§ TASK GOAL: Search the material below for the word "SwapParams". Copy every line that has it.

§ WORKING DATA:
════════

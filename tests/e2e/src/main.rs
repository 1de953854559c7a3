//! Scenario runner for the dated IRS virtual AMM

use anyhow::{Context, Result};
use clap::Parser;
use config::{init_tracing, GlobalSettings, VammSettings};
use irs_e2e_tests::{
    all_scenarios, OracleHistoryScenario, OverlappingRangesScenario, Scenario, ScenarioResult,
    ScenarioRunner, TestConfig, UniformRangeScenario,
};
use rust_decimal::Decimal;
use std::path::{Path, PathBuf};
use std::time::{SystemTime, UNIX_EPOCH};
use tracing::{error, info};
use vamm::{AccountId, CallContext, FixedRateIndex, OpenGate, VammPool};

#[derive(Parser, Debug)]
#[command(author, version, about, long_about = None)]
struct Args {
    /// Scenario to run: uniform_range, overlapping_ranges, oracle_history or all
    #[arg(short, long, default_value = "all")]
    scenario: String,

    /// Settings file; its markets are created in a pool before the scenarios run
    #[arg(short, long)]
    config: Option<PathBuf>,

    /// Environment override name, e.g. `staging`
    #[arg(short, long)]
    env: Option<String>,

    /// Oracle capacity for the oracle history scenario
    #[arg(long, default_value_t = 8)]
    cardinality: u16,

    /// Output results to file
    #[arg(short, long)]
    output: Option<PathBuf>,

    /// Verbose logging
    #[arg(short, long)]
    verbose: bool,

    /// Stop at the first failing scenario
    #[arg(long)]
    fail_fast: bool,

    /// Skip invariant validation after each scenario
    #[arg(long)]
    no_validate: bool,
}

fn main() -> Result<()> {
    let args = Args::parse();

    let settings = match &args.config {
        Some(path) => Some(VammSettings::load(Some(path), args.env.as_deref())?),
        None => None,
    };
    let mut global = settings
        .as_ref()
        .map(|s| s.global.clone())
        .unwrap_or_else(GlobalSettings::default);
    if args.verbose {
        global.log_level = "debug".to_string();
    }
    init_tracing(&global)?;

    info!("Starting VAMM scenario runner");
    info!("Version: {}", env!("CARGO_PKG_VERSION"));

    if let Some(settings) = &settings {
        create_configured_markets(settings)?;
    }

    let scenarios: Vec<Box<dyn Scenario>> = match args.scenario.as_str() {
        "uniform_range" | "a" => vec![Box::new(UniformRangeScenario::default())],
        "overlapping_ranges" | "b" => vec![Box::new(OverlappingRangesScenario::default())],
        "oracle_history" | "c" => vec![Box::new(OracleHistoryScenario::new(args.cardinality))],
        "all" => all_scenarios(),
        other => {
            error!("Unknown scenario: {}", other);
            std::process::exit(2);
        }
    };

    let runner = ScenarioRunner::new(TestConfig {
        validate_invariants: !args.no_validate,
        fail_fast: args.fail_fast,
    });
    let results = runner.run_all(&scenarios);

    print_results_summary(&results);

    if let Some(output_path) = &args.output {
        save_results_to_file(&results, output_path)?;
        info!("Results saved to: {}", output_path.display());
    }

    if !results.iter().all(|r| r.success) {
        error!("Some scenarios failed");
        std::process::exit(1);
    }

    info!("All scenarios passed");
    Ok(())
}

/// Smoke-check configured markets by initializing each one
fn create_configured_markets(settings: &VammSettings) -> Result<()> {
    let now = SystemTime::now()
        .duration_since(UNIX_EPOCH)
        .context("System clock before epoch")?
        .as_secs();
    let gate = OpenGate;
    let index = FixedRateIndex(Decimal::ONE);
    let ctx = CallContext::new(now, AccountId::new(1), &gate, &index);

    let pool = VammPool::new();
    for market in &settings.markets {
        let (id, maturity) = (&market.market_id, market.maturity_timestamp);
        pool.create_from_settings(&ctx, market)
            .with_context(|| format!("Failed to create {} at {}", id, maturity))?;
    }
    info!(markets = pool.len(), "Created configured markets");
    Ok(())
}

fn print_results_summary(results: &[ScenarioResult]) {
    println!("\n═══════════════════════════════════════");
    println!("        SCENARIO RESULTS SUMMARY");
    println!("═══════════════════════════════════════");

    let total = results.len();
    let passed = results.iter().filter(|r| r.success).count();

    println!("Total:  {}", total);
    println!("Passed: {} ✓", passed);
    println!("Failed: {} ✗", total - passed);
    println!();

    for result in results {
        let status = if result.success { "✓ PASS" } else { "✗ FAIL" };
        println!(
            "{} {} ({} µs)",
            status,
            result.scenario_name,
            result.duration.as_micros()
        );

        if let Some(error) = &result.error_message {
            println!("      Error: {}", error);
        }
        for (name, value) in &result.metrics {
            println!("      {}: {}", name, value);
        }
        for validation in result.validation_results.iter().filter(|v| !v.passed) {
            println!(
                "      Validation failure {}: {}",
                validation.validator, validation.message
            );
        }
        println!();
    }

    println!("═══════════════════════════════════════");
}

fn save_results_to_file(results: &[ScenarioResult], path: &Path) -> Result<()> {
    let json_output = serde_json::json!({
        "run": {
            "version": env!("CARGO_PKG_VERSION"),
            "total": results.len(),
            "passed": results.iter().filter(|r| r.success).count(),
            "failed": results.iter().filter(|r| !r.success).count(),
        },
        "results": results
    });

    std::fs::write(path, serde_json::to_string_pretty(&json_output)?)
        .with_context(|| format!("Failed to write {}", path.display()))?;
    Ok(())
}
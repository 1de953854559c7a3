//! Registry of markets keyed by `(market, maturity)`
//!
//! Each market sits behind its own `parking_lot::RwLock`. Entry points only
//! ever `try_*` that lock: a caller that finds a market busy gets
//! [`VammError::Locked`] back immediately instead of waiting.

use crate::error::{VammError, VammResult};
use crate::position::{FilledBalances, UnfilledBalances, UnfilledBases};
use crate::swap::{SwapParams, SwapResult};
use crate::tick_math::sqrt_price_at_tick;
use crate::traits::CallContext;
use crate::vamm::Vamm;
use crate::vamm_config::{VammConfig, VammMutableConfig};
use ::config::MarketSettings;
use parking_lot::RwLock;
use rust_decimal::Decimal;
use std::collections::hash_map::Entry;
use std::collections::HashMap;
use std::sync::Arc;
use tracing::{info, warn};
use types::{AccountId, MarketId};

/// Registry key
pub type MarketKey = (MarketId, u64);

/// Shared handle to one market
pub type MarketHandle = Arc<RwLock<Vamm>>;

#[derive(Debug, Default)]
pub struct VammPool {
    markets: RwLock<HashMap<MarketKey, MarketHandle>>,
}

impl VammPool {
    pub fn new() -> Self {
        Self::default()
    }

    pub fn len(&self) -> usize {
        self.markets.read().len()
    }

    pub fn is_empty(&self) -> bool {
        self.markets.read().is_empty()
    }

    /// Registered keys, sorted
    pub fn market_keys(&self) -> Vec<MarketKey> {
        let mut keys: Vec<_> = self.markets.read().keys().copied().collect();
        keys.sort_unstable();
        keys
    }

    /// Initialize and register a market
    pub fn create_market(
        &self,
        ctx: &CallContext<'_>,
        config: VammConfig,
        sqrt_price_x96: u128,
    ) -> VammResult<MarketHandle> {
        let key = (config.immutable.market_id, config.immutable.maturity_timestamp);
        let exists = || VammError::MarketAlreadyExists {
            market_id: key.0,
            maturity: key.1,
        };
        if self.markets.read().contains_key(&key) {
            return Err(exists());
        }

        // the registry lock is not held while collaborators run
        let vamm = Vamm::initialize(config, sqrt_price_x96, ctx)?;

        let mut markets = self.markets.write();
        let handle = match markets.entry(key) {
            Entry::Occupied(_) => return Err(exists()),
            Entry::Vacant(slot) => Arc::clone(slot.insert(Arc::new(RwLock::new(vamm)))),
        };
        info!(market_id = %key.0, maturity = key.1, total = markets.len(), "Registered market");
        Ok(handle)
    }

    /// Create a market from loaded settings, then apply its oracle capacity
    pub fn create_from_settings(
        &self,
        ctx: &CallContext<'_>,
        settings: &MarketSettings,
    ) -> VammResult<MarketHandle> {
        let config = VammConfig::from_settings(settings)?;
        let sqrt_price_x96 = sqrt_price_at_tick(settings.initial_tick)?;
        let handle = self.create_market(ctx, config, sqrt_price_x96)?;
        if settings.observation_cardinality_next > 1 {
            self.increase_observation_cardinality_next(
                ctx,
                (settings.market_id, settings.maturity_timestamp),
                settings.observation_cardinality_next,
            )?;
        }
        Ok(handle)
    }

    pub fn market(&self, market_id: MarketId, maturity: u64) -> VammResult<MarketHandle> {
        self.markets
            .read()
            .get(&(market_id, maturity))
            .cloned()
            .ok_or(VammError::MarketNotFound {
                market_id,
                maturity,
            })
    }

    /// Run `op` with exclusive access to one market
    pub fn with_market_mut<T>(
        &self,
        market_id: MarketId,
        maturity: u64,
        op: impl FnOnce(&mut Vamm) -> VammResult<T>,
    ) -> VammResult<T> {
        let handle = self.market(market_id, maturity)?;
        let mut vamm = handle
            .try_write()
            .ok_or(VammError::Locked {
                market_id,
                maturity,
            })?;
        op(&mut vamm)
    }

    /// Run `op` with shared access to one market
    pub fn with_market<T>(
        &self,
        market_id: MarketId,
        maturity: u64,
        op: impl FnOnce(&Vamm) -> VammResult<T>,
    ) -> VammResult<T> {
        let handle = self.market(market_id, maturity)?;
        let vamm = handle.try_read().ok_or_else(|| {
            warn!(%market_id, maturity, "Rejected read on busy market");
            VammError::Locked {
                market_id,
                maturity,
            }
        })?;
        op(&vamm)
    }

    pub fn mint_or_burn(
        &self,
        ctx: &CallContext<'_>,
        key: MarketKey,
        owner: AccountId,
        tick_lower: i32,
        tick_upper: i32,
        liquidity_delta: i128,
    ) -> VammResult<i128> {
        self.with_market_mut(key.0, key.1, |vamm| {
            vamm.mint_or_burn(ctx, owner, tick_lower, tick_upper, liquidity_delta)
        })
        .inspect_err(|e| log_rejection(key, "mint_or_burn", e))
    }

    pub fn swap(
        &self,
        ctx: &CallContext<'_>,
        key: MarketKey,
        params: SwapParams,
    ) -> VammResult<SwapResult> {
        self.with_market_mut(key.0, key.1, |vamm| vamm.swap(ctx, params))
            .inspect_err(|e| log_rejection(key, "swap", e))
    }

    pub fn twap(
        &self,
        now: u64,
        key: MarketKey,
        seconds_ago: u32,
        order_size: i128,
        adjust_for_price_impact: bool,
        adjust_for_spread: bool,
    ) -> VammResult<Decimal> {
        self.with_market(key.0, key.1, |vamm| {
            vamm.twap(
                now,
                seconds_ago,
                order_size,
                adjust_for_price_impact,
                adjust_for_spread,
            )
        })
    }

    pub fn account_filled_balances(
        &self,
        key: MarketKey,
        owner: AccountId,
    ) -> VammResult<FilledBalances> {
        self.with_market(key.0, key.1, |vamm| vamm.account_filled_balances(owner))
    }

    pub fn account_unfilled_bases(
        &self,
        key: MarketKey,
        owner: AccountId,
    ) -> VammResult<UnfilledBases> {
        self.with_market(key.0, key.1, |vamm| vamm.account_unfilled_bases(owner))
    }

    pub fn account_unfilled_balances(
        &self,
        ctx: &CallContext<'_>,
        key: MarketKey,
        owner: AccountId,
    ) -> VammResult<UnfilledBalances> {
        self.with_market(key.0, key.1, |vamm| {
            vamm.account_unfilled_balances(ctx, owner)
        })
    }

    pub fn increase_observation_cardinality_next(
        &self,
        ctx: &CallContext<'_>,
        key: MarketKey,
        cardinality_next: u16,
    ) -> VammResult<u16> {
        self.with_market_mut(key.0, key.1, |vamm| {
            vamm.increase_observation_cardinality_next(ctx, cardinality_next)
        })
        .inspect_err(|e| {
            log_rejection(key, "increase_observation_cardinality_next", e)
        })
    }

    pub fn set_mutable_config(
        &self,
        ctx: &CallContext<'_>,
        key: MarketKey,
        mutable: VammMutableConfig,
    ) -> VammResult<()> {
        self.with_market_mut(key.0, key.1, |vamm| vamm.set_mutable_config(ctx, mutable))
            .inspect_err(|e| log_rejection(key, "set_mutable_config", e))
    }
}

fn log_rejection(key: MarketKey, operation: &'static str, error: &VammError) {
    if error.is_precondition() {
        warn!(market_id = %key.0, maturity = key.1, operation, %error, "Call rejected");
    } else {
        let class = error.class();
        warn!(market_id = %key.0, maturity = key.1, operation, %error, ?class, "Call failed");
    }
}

════════

§ RESPONSE TO THIS TASK:
use crate::swap::{SwapParams, SwapResult};
        params: SwapParams,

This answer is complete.